Exercise brief: Some entries follow. Reproduce exactly the lines starting at the one with "assert!(calculate_area(-1.0, -1.0).is_err());" and stopping after the one with "pub mod ports;".

Data items:
--*--

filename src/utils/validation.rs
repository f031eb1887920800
use crate::utils::error::{DemoError, Result};

pub trait Validate {
    fn validate(&self) -> Result<()>;
}

pub fn validate_path(field_name: &str, path: &str) -> Result<()> {
    if path.is_empty() {
        return Err(DemoError::InvalidConfigValueError {
            field: field_name.to_string(),
            value: path.to_string(),
            reason: "Path cannot be empty".to_string(),
        });
    }

    if path.contains('\0') {
        return Err(DemoError::InvalidConfigValueError {
            field: field_name.to_string(),
            value: path.to_string(),
            reason: "Path contains null bytes".to_string(),
        });
    }

    Ok(())
}

pub fn validate_finite_number(field_name: &str, value: f64) -> Result<()> {
    if !value.is_finite() {
        return Err(DemoError::InvalidConfigValueError {
            field: field_name.to_string(),
            value: value.to_string(),
            reason: "Value must be a finite number".to_string(),
        });
    }
    Ok(())
}
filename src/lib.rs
pub mod config;
pub mod core;
pub mod domain;
pub mod utils;

pub use config::{toml_config::TomlConfig, CliConfig};
pub use crate::core::area::{calculate_area, format_area};
pub use crate::core::demo::{DemoEngine, DemoReport};
pub use domain::model::Dog;
pub use domain::ports::ConfigProvider;
pub use utils::error::{DemoError, Result};
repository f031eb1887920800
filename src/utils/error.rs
use thiserror::Error;

#[derive(Error, Debug)]
pub enum DemoError {
    #[error("Invalid argument: {message}")]
    InvalidArgument { message: String },

    #[error("IO error: {0}")]
    IoError(#[from] std::io::Error),

    #[error("Serialization error: {0}")]
    SerializationError(#[from] serde_json::Error),

    #[error("Configuration error: {message}")]
    ConfigError { message: String },

    #[error("Invalid value for {field}: '{value}' ({reason})")]
    InvalidConfigValueError {
        field: String,
        value: String,
        reason: String,
    },
}

#[derive(Debug, Clone, Copy, PartialEq, Eq)]
pub enum ErrorSeverity {
    Low,
    Medium,
    High,
    Critical,
}

impl DemoError {
    pub fn severity(&self) -> ErrorSeverity {
        match self {
            DemoError::InvalidArgument { .. } => ErrorSeverity::High,
            DemoError::ConfigError { .. } => ErrorSeverity::High,
            DemoError::InvalidConfigValueError { .. } => ErrorSeverity::High,
            DemoError::SerializationError(_) => ErrorSeverity::High,
            DemoError::IoError(_) => ErrorSeverity::Critical,
        }
    }

    pub fn recovery_suggestion(&self) -> String {
        match self {
            DemoError::InvalidArgument { .. } => {
                "Pass strictly positive values for both --length and --width".to_string()
            }
            DemoError::ConfigError { .. } => {
                "Check that the configuration file exists and is valid TOML".to_string()
            }
            DemoError::InvalidConfigValueError { field, .. } => {
                format!("Fix the '{}' value and try again", field)
            }
            DemoError::SerializationError(_) => {
                "Report could not be serialized; try running without --json".to_string()
            }
            DemoError::IoError(_) => "Check file permissions and that the path exists".to_string(),
        }
    }

    pub fn user_friendly_message(&self) -> String {
        match self {
            DemoError::InvalidArgument { message } => message.clone(),
            other => other.to_string(),
        }
    }
}

pub type Result<T> = std::result::Result<T, DemoError>;
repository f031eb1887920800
pub mod area;
pub mod demo;

pub use crate::domain::model::Dog;
pub use crate::domain::ports::ConfigProvider;
pub use crate::utils::error::Result;
pub trait ConfigProvider: Send + Sync {
    fn length(&self) -> f64;
    fn width(&self) -> f64;
    fn dog_name(&self) -> &str;
    fn dog_age(&self) -> u32;
}
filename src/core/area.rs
use crate::utils::error::{DemoError, Result};

/// Calculates the area of a rectangle. Both dimensions must be strictly
/// positive; no distinction is made between which one failed.
pub fn calculate_area(length: f64, width: f64) -> Result<f64> {
    if length <= 0.0 || width <= 0.0 {
        return Err(DemoError::InvalidArgument {
            message: "Dimensions must be positive".to_string(),
        });
    }
    Ok(length * width)
}

/// Renders an area the way the demonstration reports it: whole values keep
/// one decimal place (42.0 rather than 42), fractional values print as-is.
pub fn format_area(area: f64) -> String {
    if area.fract() == 0.0 {
        format!("{:.1}", area)
    } else {
        area.to_string()
    }
}

#[cfg(test)]
mod tests {
    use super::*;

    #[test]
    fn test_calculate_area_positive_dimensions() {
        assert_eq!(calculate_area(10.5, 4.0).unwrap(), 42.0);
        assert_eq!(calculate_area(3.0, 7.0).unwrap(), 21.0);
        assert_eq!(calculate_area(0.5, 0.5).unwrap(), 0.25);
    }

    #[test]
    fn test_calculate_area_rejects_zero() {
        let err = calculate_area(0.0, 5.0).unwrap_err();
        match err {
            DemoError::InvalidArgument { message } => {
                assert_eq!(message, "Dimensions must be positive");
            }
            other => panic!("expected InvalidArgument, got {:?}", other),
        }
    }

    #[test]
    fn test_calculate_area_rejects_negative() {
        assert!(calculate_area(-3.0, 5.0).is_err());
        assert!(calculate_area(5.0, -3.0).is_err());
        assert!(calculate_area(-1.0, -1.0).is_err());
    }

    #[test]
    fn test_format_area() {
        assert_eq!(format_area(42.0), "42.0");
        assert_eq!(format_area(0.25), "0.25");
        assert_eq!(format_area(7.0), "7.0");
    }
}
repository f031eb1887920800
// Domain layer: core models and ports (interfaces). No external dependencies beyond std/serde.

pub mod model;
pub mod ports;
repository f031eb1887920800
pub mod toml_config;

use crate::core::ConfigProvider;
use crate::utils::error::Result;
use crate::utils::validation::{validate_finite_number, validate_path, Validate};
use clap::Parser;
use serde::{Deserialize, Serialize};

#[derive(Debug, Clone, Serialize, Deserialize, Parser)]
#[command(name = "small-demo")]
#[command(about = "A small demo: rectangle area calculation and a barking dog")]
pub struct CliConfig {
    #[arg(long, default_value = "10.5")]
    pub length: f64,

    #[arg(long, default_value = "4")]
    pub width: f64,

    #[arg(long, default_value = "Rex")]
    pub dog_name: String,

    #[arg(long, default_value = "5")]
    pub dog_age: u32,

    #[arg(long, help = "Load the scenario from a TOML file instead")]
    pub config: Option<String>,

    #[arg(long, help = "Emit the report as JSON")]
    pub json: bool,

    #[arg(long, help = "Enable verbose output")]
    pub verbose: bool,
}

impl ConfigProvider for CliConfig {
    fn length(&self) -> f64 {
        self.length
    }

    fn width(&self) -> f64 {
        self.width
    }

    fn dog_name(&self) -> &str {
        &self.dog_name
    }

    fn dog_age(&self) -> u32 {
        self.dog_age
    }
}

impl Validate for CliConfig {
    fn validate(&self) -> Result<()> {
        // 正數檢查屬於 calculate_area,這裡只擋掉非有限值
        validate_finite_number("length", self.length)?;
        validate_finite_number("width", self.width)?;

        if let Some(path) = &self.config {
            validate_path("config", path)?;
        }

        Ok(())
    }
}

#[cfg(test)]
mod tests {
    use super::*;

    fn default_config() -> CliConfig {
        CliConfig {
            length: 10.5,
            width: 4.0,
            dog_name: "Rex".to_string(),
            dog_age: 5,
            config: None,
            json: false,
            verbose: false,
        }
    }

    #[test]
    fn test_default_config_validates() {
        assert!(default_config().validate().is_ok());
    }

    #[test]
    fn test_negative_dimension_passes_config_validation() {
        // 留給 calculate_area 負責
        let config = CliConfig {
            length: -3.0,
            ..default_config()
        };
        assert!(config.validate().is_ok());
    }

    #[test]
    fn test_nan_dimension_fails_config_validation() {
        let config = CliConfig {
            width: f64::NAN,
            ..default_config()
        };
        assert!(config.validate().is_err());
    }

    #[test]
    fn test_empty_config_path_fails_validation() {
        let config = CliConfig {
            config: Some(String::new()),
            ..default_config()
        };
        assert!(config.validate().is_err());
    }
}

--*--

Finished exercise:
        assert!(calculate_area(-1.0, -1.0).is_err());
    }

    #[test]
    fn test_format_area() {
        assert_eq!(format_area(42.0), "42.0");
        assert_eq!(format_area(0.25), "0.25");
        assert_eq!(format_area(7.0), "7.0");
    }
}
repository f031eb1887920800
// Domain layer: core models and ports (interfaces). No external dependencies beyond std/serde.

pub mod model;
pub mod ports;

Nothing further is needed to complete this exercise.